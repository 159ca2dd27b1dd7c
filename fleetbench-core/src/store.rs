// Licensed to the Apache Software Foundation (ASF) under one
// or more contributor license agreements.  See the NOTICE file
// distributed with this work for additional information
// regarding copyright ownership.  The ASF licenses this file
// to you under the Apache License, Version 2.0 (the
// "License"); you may not use this file except in compliance
// with the License.  You may obtain a copy of the License at
//
//   http://www.apache.org/licenses/LICENSE-2.0
//
// Unless required by applicable law or agreed to in writing,
// software distributed under the License is distributed on an
// "AS IS" BASIS, WITHOUT WARRANTIES OR CONDITIONS OF ANY
// KIND, either express or implied.  See the License for the
// specific language governing permissions and limitations
// under the License.

//! `ObjectStore` binding (spec.md section 6) over the `object_store` crate,
//! so any backend it supports (local disk, S3, GCS, in-memory) can serve as
//! the campaign's durable state.

use std::collections::HashMap;
use std::sync::Arc;

use async_trait::async_trait;
use futures::TryStreamExt;
use object_store::path::Path as StorePath;
use object_store::ObjectStore as ObjectStoreBackend;

use crate::capabilities::{ObjectMetadata, ObjectStore};
use crate::error::Result;

/// Adapts any `object_store::ObjectStore` backend to our capability trait.
pub struct BackedObjectStore {
    inner: Arc<dyn ObjectStoreBackend>,
}

impl BackedObjectStore {
    pub fn new(inner: Arc<dyn ObjectStoreBackend>) -> Self {
        Self { inner }
    }
}

#[async_trait]
impl ObjectStore for BackedObjectStore {
    async fn put(&self, key: &str, bytes: Vec<u8>, metadata: ObjectMetadata) -> Result<()> {
        let path = StorePath::from(key);
        self.inner.put(&path, bytes.into()).await?;
        let _ = metadata; // object_store has no first-class attribute bag; callers fold it into the key/body.
        Ok(())
    }

    async fn get(&self, key: &str) -> Result<Option<Vec<u8>>> {
        let path = StorePath::from(key);
        match self.inner.get(&path).await {
            Ok(result) => {
                let bytes = result.bytes().await?;
                Ok(Some(bytes.to_vec()))
            }
            Err(object_store::Error::NotFound { .. }) => Ok(None),
            Err(e) => Err(e.into()),
        }
    }

    async fn head(&self, key: &str) -> Result<Option<ObjectMetadata>> {
        let path = StorePath::from(key);
        match self.inner.head(&path).await {
            Ok(meta) => Ok(Some(ObjectMetadata {
                content_type: None,
                attributes: HashMap::from([("size".to_string(), meta.size.to_string())]),
            })),
            Err(object_store::Error::NotFound { .. }) => Ok(None),
            Err(e) => Err(e.into()),
        }
    }

    async fn list(&self, prefix: &str) -> Result<Vec<String>> {
        let path = StorePath::from(prefix);
        let entries: Vec<_> = self.inner.list(Some(&path)).try_collect().await?;
        Ok(entries.into_iter().map(|m| m.location.to_string()).collect())
    }
}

• _Your objective_:
Please print exactly what appears from the first line of the data through the line with "binding (spec.md section", including both of those lines and nothing past them.

• _Response_:
repository 159ca2dd27b1dd7c
filename fleetbench-core/src/store.rs
// Licensed to the Apache Software Foundation (ASF) under one
// or more contributor license agreements.  See the NOTICE file
// distributed with this work for additional information
// regarding copyright ownership.  The ASF licenses this file
// to you under the Apache License, Version 2.0 (the
// "License"); you may not use this file except in compliance
// with the License.  You may obtain a copy of the License at
//
//   http://www.apache.org/licenses/LICENSE-2.0
//
// Unless required by applicable law or agreed to in writing,
// software distributed under the License is distributed on an
// "AS IS" BASIS, WITHOUT WARRANTIES OR CONDITIONS OF ANY
// KIND, either express or implied.  See the License for the
// specific language governing permissions and limitations
// under the License.

//! `ObjectStore` binding (spec.md section 6) over the `object_store` crate,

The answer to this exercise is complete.